impl AggSinkLocalState {
    pub fn new(
        op: Arc<AggSinkOperatorX>,
        shared: Arc<AggSharedState>,
        spill_manager: Option<SpillStreamManagerRef>,
        profile: RuntimeProfile,
    ) -> Result<Self, String> {
        // fail early on an unprepared descriptor
        op.prepared()?;
        let dependency = AggSinkDependency::new(Arc::clone(&shared));
        let counters = AggSinkCounters::new(&profile);
        Ok(Self {
            op,
            shared,
            dependency,
            spill_manager,
            profile,
            counters,
            mem_usage: None,
            memory_usage: 0,
            places: Vec::new(),
            misses: Vec::new(),
            poisoned: None,
        })
    }

    /// Register the counters under `profile`.
    pub fn open(&mut self, profile: RuntimeProfile) {
        self.counters = AggSinkCounters::new(&profile);
        self.profile = profile;
    }

    pub fn set_mem_tracker(&mut self, tracker: Arc<MemTracker>) {
        let tracker = MemTracker::new_child("AggregatedData", &tracker);
        let mut usage = TrackedUsage::new(tracker);
        usage.set(self.memory_usage);
        self.mem_usage = Some(usage);
    }

    pub fn shared(&self) -> &Arc<AggSharedState> {
        &self.shared
    }

    pub fn dependency(&self) -> &AggSinkDependency {
        &self.dependency
    }

    pub fn profile(&self) -> &RuntimeProfile {
        &self.profile
    }

    pub fn executor(&self) -> Result<AggExecutor, String> {
        self.op.executor()
    }

    /// Resident bytes as of the last recompute.
    pub fn memory_usage(&self) -> usize {
        self.memory_usage
    }

    pub fn is_poisoned(&self) -> bool {
        self.poisoned.is_some()
    }

    /// Fold one chunk into the table, then finish the input when `eos`.
    pub fn sink(&mut self, state: &RuntimeState, chunk: &Chunk, eos: bool) -> Result<(), String> {
        if let Some(err) = self.poisoned.as_ref() {
            return Err(err.clone());
        }
        if state.is_cancelled() {
            self.shared.release()?;
            self.update_memusage()?;
            return Err(format!("{} cancelled", self.op.name()));
        }
        let result = self.sink_inner(chunk, eos);
        if let Err(err) = result.as_ref()
            && err.starts_with(INTERNAL_ERROR_PREFIX)
        {
            error!("{}: {}", self.op.name(), err);
            self.poisoned = Some(err.clone());
        }
        result
    }

    fn sink_inner(&mut self, chunk: &Chunk, eos: bool) -> Result<(), String> {
        let _exec = ScopedTimer::new(Arc::clone(&self.counters.exec_time));
        if !chunk.is_empty() {
            self.execute(chunk)?;
            self.update_memusage()?;
            self.after_chunk()?;
        }
        if eos {
            self.finish_input()?;
        }
        Ok(())
    }

    fn execute(&mut self, chunk: &Chunk) -> Result<(), String> {
        let prepared = self.op.prepared()?;
        let executor = prepared.executor;
        let num_rows = chunk.len();
        let exprs = Arc::clone(&self.op.plan().exprs);

        let (keys, inputs) = {
            let _expr = ScopedTimer::new(Arc::clone(&self.counters.expr_time));
            let keys = self
                .op
                .plan()
                .group_by
                .iter()
                .map(|id| exprs.eval(*id, chunk))
                .collect::<Result<Vec<_>, String>>()?;
            let inputs = eval_agg_inputs(
                &exprs,
                self.shared.kernels(),
                &prepared.agg_inputs,
                chunk,
            )?;
            (keys, inputs)
        };

        let shared = Arc::clone(&self.shared);
        let kernels = shared.kernels();
        {
            let mut data = shared.lock_data()?;
            self.places.clear();
            self.misses.clear();
            {
                let _compute = ScopedTimer::new(Arc::clone(&self.counters.hash_table_compute_time));
                let _emplace = ScopedTimer::new(Arc::clone(&self.counters.hash_table_emplace_time));
                data.emplace(
                    kernels,
                    &keys,
                    num_rows,
                    prepared.limit,
                    &mut self.places,
                    &mut self.misses,
                )?;
            }
            self.counters.hash_table_input_count.add(to_i64(num_rows));

            let _merge = executor
                .is_merge()
                .then(|| ScopedTimer::new(Arc::clone(&self.counters.merge_time)));
            if self.misses.is_empty() {
                apply_states(kernels, &mut data.arena, &self.places, &inputs, executor)?;
            } else {
                let hits = hit_rows(num_rows, &self.misses);
                let hit_inputs = take_rows(&inputs, &hits)?;
                apply_states(kernels, &mut data.arena, &self.places, &hit_inputs, executor)?;
            }
            self.counters.hash_table_size.set(to_i64(data.size()));
        }

        if !self.misses.is_empty() {
            let misses = UInt32Array::from(std::mem::take(&mut self.misses));
            let rows = misses.len();
            self.emit_passthrough(&keys, &inputs, &misses, executor)?;
            self.counters.passthrough_rows.add(to_i64(rows));
        }
        Ok(())
    }

    /// Turn rows without a table slot into intermediate rows of their own.
    fn emit_passthrough(
        &self,
        keys: &[ArrayRef],
        inputs: &[Option<ArrayRef>],
        rows: &UInt32Array,
        executor: AggExecutor,
    ) -> Result<(), String> {
        let kernels = self.shared.kernels();
        let num_rows = rows.len();
        let mut columns = keys
            .iter()
            .map(|k| take(k.as_ref(), rows, None).map_err(|e| e.to_string()))
            .collect::<Result<Vec<_>, String>>()?;
        let row_inputs = take_rows(inputs, rows)?;

        let mut arena = AggStateArena::new(num_rows * kernels.layout.total_size);
        let places = (0..num_rows)
            .map(|_| kernels.create_state_row(&mut arena))
            .collect::<Result<Vec<_>, String>>()?;
        let built = apply_states(kernels, &mut arena, &places, &row_inputs, executor).and_then(|_| {
            kernels
                .entries
                .iter()
                .map(|entry| entry.build_array(&arena, &places, true))
                .collect::<Result<Vec<_>, String>>()
        });
        kernels.destroy_state_rows(&mut arena, &places);
        columns.extend(built?);

        let chunk = Chunk::try_new(self.shared.intermediate_schema(), columns, num_rows)?;
        debug!(
            "{} passes {} rows past the group limit",
            self.op.name(),
            num_rows
        );
        self.shared.push_passthrough(chunk)
    }

    /// Recompute resident bytes and publish them.
    fn update_memusage(&mut self) -> Result<(), String> {
        let (usage, table_bytes, key_bytes) = {
            let data = self.shared.lock_data()?;
            (
                data.memory_usage(),
                data.hash_table_bytes(),
                data.variant.key_bytes(),
            )
        };
        self.counters.memory_usage.set(to_i64(usage));
        self.counters.hash_table_memory_usage.set(to_i64(table_bytes));
        self.counters.serialize_key_arena.set_max(to_i64(key_bytes));
        if let Some(tracked) = self.mem_usage.as_mut() {
            tracked.set(usage);
        }
        self.memory_usage = usage;
        Ok(())
    }

    fn over_threshold(&self) -> bool {
        self.op
            .options()
            .spill_bytes_threshold
            .is_some_and(|threshold| self.memory_usage >= threshold)
    }

    fn after_chunk(&mut self) -> Result<(), String> {
        if !self.op.executor()?.has_keys() {
            return Ok(());
        }
        if self.shared.is_streaming() {
            if self.over_threshold() {
                self.flush_streaming()?;
            }
            return Ok(());
        }
        self.try_spill_disk(false)
    }

    fn finish_input(&mut self) -> Result<(), String> {
        if self.shared.is_streaming() {
            self.flush_streaming()?;
        } else if self.op.executor()?.has_keys() && self.shared.has_spilled()? {
            self.try_spill_disk(true)?;
        }
        self.shared.set_sink_finished();
        self.dependency.refresh()?;
        debug!(
            "{} finished input, {} groups resident",
            self.op.name(),
            self.shared.lock_data()?.size()
        );
        Ok(())
    }

    /// Move the resident table into the queue as intermediate rows.
    fn flush_streaming(&mut self) -> Result<(), String> {
        let chunk = {
            let _serialize = ScopedTimer::new(Arc::clone(&self.counters.serialize_data_time));
            self.shared.build_output_chunk(false)?
        };
        if !chunk.is_empty()
            && let Some(queue) = self.shared.data_queue()
        {
            queue.push(chunk)?;
        }
        self.update_memusage()
    }

    /// Spill the whole table when it crossed the threshold, or unconditionally at `eos`.
    pub fn try_spill_disk(&mut self, eos: bool) -> Result<(), String> {
        let Some(manager) = self.spill_manager.clone() else {
            return Ok(());
        };
        if !self.op.executor()?.has_keys() {
            return Ok(());
        }
        if !eos && !self.over_threshold() {
            return Ok(());
        }
        self.spill_hash_table(manager.as_ref())?;
        self.update_memusage()
    }

    fn spill_hash_table(&mut self, manager: &dyn SpillStreamManager) -> Result<(), String> {
        let shared = Arc::clone(&self.shared);
        let mut data = shared.lock_data()?;
        let table = {
            let _serialize = ScopedTimer::new(Arc::clone(&self.counters.serialize_data_time));
            shared.serialize_table(&mut data, true)?
        };
        let table_rows = data.size();
        if table.chunk.len() != table_rows || table.hashes.len() != table_rows {
            return Err(format!(
                "{INTERNAL_ERROR_PREFIX}: serialized {} rows and {} hashes from a table of {} groups",
                table.chunk.len(),
                table.hashes.len(),
                table_rows
            ));
        }

        let profile = shared.lock_spill_context()?.start(&self.profile);
        let _spill = ScopedTimer::new(Arc::clone(&profile.spill_time));
        let mut writer = manager.get_writer(usize::MAX, &profile)?;
        let registered = shared
            .lock_spill_context()
            .map(|mut ctx| ctx.stream_ids.push(writer.id()));
        let written = registered
            .and_then(|_| write_partitions(writer.as_mut(), &table, shared.partition_helper()));
        let closed = writer.close();
        let written = written?;
        closed?;
        if written != table_rows {
            return Err(format!(
                "{INTERNAL_ERROR_PREFIX}: spilled {} rows from a table of {} groups",
                written, table_rows
            ));
        }

        data.reset(shared.kernels());
        info!(
            "{} spilled {} groups into stream {} ({} partitions)",
            self.op.name(),
            table_rows,
            writer.id(),
            shared.partition_helper().partition_count()
        );
        Ok(())
    }

    /// Release resident state when the query did not complete.
    pub fn close(&mut self, state: &RuntimeState) -> Result<(), String> {
        let failed = state.is_cancelled() || state.error_state().error().is_some();
        if failed || self.poisoned.is_some() {
            self.shared.release()?;
        }
        if let Some(tracked) = self.mem_usage.as_mut() {
            tracked.set(0);
        }
        self.memory_usage = 0;
        Ok(())
    }
}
* * *
Directions:
In the entries above, the lines between the one holding "Fold one chunk" and the one holding "fn sink_inner(&mut self, chunk: &Chunk, eos: bool)", inclusive, are to be printed exactly as written, and those alone.

Result below:
    /// Fold one chunk into the table, then finish the input when `eos`.
    pub fn sink(&mut self, state: &RuntimeState, chunk: &Chunk, eos: bool) -> Result<(), String> {
        if let Some(err) = self.poisoned.as_ref() {
            return Err(err.clone());
        }
        if state.is_cancelled() {
            self.shared.release()?;
            self.update_memusage()?;
            return Err(format!("{} cancelled", self.op.name()));
        }
        let result = self.sink_inner(chunk, eos);
        if let Err(err) = result.as_ref()
            && err.starts_with(INTERNAL_ERROR_PREFIX)
        {
            error!("{}: {}", self.op.name(), err);
            self.poisoned = Some(err.clone());
        }
        result
    }

    fn sink_inner(&mut self, chunk: &Chunk, eos: bool) -> Result<(), String> {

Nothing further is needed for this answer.